__TRY IT__
The records below are made of lines; count those holding the word "private" and give the number only.

(DATA Opens)

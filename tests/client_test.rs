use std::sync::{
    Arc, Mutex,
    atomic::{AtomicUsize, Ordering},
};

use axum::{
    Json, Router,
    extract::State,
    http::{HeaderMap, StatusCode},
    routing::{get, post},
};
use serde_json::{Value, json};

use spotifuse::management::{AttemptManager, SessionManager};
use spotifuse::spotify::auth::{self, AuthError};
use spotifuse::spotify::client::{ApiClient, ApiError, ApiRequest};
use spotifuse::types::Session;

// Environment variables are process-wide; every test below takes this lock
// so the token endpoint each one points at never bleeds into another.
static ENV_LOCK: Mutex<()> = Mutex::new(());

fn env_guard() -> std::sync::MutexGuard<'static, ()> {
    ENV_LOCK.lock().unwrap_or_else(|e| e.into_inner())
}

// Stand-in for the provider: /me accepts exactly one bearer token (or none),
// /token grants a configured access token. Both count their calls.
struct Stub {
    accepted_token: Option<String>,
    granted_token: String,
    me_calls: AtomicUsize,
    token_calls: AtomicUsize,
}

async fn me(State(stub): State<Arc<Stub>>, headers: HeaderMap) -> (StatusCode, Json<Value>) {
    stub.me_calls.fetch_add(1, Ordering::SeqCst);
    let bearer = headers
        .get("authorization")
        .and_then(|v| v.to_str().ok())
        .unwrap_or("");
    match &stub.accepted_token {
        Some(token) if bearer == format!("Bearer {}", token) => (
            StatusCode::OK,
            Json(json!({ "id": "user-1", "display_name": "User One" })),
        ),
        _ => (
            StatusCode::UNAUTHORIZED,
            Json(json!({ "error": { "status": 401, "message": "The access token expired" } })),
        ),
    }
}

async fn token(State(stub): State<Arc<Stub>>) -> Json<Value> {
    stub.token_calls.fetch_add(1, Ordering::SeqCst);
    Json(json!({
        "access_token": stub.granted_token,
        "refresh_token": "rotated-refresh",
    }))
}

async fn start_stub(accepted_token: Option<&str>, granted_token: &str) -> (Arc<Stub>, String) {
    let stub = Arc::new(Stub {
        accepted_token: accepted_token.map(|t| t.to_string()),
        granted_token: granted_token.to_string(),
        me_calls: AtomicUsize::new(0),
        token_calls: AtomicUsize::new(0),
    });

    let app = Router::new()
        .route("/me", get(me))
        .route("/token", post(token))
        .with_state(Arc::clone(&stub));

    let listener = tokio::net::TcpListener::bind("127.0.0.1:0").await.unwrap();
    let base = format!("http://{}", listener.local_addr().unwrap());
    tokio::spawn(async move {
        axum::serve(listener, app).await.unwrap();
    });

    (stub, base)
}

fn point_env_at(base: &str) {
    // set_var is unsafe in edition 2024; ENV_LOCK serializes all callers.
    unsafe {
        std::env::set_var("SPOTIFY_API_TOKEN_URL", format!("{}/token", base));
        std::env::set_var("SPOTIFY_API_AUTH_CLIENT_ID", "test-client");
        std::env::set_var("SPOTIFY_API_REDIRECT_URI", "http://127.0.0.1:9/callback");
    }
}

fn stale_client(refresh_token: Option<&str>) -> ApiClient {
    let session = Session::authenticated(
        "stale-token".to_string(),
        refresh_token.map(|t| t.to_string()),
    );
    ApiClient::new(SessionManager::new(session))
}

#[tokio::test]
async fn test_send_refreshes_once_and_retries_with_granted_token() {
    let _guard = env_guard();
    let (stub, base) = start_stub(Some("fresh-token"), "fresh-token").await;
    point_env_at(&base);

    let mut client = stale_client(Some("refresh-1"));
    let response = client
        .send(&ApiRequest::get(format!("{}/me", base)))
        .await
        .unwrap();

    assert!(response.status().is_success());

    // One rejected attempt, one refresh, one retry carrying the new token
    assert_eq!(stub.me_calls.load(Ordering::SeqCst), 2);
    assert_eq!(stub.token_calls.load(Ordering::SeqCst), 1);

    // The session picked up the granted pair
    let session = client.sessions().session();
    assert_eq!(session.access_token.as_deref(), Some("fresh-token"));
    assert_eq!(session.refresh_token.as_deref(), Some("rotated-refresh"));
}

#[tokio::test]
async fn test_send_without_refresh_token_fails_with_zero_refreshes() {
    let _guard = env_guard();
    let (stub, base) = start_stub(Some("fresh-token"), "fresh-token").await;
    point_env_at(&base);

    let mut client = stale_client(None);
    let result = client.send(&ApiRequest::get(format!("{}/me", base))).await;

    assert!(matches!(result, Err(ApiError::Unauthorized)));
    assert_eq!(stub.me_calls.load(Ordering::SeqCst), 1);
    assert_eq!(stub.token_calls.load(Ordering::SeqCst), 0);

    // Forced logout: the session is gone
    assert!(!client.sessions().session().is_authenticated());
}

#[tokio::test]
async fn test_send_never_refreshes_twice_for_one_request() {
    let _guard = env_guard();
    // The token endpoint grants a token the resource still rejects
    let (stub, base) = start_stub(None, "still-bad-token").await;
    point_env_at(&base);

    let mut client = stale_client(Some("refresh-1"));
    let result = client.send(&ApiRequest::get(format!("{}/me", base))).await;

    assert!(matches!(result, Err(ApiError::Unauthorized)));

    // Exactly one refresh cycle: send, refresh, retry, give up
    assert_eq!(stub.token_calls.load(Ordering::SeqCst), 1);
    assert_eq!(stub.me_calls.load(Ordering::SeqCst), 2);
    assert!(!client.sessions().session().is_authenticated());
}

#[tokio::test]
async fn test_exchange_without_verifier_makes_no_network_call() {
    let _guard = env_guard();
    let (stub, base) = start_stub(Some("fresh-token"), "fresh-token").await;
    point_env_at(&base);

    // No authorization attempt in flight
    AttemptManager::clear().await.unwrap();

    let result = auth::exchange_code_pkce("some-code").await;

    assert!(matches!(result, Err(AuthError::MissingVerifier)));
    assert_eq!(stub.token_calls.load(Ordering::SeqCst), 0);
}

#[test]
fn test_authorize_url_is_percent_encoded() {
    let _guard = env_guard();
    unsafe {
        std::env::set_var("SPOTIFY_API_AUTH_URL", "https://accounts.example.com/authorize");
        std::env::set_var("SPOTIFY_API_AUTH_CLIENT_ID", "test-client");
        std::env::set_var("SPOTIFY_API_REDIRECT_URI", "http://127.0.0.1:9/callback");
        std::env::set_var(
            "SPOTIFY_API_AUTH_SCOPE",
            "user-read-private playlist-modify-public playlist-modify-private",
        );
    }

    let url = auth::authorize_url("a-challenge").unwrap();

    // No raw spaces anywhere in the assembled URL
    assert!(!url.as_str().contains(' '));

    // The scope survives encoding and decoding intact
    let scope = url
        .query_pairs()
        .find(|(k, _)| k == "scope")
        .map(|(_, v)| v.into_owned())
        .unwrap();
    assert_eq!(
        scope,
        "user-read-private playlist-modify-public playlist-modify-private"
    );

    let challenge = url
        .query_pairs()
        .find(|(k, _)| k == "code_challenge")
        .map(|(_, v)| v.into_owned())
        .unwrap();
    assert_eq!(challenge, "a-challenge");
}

(DATA Closes)
(DATA Opens)

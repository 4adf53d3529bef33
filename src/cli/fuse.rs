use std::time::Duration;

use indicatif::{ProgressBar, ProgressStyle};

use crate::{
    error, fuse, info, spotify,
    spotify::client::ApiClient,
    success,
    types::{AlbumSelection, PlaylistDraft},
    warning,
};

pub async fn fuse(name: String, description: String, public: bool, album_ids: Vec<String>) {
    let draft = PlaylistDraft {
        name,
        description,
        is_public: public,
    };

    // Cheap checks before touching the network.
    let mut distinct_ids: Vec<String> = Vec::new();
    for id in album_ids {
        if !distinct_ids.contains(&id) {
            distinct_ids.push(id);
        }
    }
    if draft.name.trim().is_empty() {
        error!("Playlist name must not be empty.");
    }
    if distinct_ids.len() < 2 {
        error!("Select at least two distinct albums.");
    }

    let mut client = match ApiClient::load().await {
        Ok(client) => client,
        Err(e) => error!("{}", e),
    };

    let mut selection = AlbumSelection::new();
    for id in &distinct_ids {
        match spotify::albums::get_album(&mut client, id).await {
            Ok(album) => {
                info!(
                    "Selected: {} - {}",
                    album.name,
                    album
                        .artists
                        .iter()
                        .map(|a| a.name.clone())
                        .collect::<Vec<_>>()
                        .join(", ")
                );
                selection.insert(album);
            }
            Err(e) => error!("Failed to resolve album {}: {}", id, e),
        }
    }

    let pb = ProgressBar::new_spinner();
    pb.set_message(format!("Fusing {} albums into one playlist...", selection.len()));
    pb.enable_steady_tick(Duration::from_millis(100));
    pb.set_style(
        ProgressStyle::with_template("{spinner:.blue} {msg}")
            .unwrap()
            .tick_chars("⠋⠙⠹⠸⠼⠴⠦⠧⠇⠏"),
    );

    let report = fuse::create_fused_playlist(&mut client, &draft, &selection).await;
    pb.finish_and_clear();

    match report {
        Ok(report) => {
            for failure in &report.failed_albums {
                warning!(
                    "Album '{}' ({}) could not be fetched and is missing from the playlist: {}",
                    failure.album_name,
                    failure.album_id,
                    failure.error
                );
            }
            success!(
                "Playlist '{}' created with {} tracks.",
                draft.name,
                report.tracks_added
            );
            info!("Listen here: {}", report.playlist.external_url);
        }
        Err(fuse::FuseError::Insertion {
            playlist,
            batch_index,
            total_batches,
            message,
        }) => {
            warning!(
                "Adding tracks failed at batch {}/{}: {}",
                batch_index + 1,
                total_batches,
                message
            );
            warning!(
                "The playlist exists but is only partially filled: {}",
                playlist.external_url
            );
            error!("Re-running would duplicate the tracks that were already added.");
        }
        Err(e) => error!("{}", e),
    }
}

(DATA Closes)

__ANSWER__
2